##### Material for this task #####

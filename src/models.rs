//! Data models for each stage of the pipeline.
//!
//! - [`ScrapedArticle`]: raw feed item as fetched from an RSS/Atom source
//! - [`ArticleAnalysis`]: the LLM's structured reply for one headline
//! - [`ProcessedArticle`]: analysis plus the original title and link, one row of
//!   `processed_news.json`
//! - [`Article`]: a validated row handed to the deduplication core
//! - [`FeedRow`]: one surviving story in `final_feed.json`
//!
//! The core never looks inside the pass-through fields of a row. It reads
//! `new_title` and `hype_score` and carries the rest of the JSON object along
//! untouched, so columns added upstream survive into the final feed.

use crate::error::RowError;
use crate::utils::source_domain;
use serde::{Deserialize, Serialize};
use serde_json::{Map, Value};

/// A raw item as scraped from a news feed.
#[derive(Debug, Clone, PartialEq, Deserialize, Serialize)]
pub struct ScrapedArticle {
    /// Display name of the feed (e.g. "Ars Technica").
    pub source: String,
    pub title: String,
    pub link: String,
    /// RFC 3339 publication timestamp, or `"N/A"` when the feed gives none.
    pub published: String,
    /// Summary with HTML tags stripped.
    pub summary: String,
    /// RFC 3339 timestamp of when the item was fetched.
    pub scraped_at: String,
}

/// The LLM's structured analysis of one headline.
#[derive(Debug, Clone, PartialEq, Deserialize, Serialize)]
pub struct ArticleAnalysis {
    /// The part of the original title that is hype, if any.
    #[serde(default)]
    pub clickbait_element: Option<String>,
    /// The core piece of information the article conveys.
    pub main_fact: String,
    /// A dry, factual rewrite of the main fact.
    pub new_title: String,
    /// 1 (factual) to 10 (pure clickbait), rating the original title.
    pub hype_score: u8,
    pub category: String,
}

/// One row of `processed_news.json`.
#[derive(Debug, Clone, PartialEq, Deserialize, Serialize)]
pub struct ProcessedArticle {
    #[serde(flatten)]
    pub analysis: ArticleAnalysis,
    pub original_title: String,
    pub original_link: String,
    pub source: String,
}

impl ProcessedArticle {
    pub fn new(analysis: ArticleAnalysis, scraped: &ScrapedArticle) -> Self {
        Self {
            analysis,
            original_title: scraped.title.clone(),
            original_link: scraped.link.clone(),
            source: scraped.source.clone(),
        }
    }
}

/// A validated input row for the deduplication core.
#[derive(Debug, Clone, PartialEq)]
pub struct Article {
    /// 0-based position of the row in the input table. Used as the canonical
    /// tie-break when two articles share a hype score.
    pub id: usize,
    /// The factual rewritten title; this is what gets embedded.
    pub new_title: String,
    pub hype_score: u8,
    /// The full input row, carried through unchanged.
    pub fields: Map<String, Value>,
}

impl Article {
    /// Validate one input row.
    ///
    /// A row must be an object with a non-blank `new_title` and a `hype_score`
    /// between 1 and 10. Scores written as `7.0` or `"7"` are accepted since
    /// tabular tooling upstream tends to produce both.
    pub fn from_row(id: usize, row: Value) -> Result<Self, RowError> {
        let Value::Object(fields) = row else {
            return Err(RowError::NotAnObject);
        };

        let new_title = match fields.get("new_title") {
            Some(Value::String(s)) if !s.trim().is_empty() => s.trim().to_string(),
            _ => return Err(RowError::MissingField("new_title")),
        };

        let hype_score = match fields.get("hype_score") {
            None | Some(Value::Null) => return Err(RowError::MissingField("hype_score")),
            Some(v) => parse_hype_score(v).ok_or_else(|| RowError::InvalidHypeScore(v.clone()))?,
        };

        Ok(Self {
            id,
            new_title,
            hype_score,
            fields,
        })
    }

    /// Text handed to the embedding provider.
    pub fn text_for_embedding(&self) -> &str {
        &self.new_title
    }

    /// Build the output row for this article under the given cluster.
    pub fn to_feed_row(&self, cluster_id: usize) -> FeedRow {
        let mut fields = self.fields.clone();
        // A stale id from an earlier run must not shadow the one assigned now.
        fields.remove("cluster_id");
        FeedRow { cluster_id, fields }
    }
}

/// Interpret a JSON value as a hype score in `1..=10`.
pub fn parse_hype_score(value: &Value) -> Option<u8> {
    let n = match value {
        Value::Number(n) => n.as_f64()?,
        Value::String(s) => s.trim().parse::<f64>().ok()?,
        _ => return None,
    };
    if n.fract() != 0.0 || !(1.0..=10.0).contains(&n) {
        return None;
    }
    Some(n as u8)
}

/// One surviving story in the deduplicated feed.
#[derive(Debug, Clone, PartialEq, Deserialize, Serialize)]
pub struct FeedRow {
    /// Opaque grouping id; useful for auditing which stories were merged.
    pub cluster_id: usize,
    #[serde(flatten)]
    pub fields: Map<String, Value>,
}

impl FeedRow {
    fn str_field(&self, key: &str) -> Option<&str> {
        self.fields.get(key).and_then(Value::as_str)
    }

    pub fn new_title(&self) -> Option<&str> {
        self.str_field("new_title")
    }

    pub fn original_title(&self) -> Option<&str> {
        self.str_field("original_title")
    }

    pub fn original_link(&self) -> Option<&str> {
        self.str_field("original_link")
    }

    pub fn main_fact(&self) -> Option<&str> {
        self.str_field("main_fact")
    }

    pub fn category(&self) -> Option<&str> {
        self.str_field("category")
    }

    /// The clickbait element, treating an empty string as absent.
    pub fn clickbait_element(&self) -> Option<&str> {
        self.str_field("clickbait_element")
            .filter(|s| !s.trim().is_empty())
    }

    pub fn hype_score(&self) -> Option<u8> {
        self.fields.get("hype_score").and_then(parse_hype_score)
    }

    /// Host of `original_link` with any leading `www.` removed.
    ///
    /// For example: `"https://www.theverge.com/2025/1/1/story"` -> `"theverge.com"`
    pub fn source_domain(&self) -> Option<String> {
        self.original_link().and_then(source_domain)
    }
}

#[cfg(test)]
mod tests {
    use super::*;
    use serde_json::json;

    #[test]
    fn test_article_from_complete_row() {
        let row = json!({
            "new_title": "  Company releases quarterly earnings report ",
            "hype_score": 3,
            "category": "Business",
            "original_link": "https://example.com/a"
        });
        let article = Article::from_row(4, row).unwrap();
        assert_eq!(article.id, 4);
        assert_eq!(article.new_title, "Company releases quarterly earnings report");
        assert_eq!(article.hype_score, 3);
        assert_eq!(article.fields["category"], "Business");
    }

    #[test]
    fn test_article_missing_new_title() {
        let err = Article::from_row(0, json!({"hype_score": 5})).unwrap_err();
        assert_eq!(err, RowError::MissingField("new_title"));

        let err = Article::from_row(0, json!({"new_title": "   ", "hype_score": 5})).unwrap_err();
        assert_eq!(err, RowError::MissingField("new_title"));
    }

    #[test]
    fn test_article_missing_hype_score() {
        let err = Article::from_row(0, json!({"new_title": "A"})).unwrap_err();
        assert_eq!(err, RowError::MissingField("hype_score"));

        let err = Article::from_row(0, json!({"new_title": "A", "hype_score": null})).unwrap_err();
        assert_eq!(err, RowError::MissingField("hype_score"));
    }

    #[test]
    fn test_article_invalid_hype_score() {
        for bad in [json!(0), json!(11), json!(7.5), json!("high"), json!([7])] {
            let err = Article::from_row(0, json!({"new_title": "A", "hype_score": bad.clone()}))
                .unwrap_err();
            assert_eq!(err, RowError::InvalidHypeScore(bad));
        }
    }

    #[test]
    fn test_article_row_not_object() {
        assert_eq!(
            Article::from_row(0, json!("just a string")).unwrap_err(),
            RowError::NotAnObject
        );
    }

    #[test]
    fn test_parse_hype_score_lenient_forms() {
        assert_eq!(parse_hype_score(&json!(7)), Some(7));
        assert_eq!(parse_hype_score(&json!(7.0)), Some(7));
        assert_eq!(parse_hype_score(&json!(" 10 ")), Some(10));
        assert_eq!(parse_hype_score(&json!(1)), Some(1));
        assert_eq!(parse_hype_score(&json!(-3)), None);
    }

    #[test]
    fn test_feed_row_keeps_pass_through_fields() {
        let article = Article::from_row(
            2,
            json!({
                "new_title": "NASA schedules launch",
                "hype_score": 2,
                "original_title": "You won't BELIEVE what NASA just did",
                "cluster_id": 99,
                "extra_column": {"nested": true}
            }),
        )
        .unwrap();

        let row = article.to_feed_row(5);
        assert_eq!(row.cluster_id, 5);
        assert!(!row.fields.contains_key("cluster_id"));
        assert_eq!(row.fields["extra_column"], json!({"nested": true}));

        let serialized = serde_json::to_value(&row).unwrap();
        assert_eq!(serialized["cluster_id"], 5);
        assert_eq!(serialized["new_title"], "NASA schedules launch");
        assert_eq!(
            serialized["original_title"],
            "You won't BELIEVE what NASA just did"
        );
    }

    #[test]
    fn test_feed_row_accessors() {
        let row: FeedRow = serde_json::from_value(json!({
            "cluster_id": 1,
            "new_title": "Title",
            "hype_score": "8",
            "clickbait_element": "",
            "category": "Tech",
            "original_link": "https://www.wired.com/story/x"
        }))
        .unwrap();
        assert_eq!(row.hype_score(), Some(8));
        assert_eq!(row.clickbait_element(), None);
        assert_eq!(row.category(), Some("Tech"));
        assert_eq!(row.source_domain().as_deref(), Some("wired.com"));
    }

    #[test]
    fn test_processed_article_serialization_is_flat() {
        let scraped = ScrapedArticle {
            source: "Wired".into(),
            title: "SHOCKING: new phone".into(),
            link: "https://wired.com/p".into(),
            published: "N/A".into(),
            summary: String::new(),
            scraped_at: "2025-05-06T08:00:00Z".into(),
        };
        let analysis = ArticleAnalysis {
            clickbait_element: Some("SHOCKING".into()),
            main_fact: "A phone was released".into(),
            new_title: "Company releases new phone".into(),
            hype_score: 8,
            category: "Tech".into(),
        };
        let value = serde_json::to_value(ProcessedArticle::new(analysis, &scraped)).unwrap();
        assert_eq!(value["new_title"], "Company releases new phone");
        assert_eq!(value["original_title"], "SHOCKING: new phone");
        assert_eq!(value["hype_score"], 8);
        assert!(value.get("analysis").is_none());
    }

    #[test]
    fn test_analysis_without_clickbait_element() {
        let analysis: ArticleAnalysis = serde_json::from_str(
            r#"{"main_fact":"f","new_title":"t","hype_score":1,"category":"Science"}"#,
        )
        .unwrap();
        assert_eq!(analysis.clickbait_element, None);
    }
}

#####

> [Prompt]
Once the line containing "JSON object along" has been set down, nothing more is wanted; set down each line of the listing above up to it exactly, starting with the first.

> [Expected answer]
filename src/models.rs
//! Data models for each stage of the pipeline.
//!
//! - [`ScrapedArticle`]: raw feed item as fetched from an RSS/Atom source
//! - [`ArticleAnalysis`]: the LLM's structured reply for one headline
//! - [`ProcessedArticle`]: analysis plus the original title and link, one row of
//!   `processed_news.json`
//! - [`Article`]: a validated row handed to the deduplication core
//! - [`FeedRow`]: one surviving story in `final_feed.json`
//!
//! The core never looks inside the pass-through fields of a row. It reads
//! `new_title` and `hype_score` and carries the rest of the JSON object along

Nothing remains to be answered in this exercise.